▶ **To do**
Where the word "steps" shows up in a line below, that line is counted. State how many lines are counted, without any other words.

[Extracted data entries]
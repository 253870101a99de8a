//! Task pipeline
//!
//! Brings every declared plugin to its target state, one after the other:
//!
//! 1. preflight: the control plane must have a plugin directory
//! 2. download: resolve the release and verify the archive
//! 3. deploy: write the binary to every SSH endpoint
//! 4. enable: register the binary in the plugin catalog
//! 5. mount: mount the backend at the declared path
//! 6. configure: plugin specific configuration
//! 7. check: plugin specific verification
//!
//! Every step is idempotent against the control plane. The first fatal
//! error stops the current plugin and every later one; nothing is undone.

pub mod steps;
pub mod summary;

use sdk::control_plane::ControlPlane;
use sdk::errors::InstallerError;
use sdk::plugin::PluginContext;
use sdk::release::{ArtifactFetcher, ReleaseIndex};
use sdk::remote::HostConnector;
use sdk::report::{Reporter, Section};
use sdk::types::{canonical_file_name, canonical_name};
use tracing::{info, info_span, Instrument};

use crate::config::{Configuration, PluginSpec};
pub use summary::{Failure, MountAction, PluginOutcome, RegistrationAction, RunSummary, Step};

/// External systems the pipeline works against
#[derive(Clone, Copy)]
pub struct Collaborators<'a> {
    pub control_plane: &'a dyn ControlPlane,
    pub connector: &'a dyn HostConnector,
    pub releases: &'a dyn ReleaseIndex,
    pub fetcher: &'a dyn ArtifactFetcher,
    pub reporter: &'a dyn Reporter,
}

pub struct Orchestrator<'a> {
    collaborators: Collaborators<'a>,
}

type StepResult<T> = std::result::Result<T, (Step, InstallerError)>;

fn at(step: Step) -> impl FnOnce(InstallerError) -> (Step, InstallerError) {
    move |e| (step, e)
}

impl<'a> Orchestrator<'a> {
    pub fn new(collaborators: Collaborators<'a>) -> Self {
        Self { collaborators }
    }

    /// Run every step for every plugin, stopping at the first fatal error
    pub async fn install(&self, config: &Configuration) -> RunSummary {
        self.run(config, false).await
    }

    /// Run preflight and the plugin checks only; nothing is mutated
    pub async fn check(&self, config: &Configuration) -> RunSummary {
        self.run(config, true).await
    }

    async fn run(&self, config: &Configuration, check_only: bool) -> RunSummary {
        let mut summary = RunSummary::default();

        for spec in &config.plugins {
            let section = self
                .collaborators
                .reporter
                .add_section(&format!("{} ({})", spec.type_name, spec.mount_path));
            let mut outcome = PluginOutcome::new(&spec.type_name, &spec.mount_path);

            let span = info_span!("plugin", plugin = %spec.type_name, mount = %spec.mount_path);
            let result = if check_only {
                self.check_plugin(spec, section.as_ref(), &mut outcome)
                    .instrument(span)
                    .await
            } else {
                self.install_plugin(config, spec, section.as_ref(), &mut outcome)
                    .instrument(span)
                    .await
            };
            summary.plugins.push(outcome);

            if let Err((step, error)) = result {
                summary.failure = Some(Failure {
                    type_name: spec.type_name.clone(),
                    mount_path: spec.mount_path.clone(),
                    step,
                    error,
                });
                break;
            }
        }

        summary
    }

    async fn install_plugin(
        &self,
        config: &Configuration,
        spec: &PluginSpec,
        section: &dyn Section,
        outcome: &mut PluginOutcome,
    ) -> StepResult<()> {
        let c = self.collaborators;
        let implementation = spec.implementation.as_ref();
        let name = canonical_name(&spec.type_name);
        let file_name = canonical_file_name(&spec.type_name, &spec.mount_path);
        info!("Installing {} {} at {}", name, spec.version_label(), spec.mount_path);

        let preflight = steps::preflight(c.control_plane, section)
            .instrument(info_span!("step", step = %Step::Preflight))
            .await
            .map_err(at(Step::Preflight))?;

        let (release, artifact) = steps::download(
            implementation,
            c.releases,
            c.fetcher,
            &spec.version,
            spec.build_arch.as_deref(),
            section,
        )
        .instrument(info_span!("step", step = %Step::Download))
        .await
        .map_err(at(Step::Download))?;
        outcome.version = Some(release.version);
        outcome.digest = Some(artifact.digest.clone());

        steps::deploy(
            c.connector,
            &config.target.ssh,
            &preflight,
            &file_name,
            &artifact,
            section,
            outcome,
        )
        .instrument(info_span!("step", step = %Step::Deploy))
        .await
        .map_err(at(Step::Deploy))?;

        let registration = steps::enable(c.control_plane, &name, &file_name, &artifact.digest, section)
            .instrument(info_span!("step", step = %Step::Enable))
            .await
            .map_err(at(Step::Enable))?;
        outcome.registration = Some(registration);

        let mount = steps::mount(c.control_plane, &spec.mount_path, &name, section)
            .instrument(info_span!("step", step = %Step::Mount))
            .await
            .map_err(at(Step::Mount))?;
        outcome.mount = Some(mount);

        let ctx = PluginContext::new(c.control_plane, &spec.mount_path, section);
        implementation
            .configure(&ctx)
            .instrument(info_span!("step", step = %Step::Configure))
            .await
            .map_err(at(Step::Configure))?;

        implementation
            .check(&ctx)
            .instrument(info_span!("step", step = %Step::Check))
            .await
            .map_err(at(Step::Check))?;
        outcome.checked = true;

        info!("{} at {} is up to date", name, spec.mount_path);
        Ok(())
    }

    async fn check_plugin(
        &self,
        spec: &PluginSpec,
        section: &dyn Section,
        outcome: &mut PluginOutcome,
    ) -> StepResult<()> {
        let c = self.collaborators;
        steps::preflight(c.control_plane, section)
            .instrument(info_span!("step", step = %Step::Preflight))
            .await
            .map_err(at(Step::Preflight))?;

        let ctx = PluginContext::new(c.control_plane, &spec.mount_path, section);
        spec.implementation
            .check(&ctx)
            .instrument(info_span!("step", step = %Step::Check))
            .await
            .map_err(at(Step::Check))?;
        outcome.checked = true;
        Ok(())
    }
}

...

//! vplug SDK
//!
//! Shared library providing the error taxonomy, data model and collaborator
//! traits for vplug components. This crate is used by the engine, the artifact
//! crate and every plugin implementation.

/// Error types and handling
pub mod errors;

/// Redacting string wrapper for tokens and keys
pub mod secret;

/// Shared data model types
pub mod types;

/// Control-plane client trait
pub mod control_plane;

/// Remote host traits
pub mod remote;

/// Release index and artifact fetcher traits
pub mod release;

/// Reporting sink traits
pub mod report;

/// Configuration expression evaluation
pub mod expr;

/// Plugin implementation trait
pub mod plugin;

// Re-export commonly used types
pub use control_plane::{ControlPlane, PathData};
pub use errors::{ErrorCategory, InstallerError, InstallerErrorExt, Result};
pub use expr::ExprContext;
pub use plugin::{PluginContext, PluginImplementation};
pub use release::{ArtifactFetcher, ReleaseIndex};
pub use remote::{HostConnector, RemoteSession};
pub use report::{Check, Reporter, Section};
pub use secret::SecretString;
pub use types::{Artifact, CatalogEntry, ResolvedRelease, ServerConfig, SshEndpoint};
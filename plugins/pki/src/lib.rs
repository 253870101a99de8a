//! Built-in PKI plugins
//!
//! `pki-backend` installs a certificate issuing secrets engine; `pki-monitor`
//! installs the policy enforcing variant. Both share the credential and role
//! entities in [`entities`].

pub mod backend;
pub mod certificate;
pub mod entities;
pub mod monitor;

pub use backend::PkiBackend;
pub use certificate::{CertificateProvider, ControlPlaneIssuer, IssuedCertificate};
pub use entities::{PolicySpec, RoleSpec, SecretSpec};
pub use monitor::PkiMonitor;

▶ **Problem solution**
7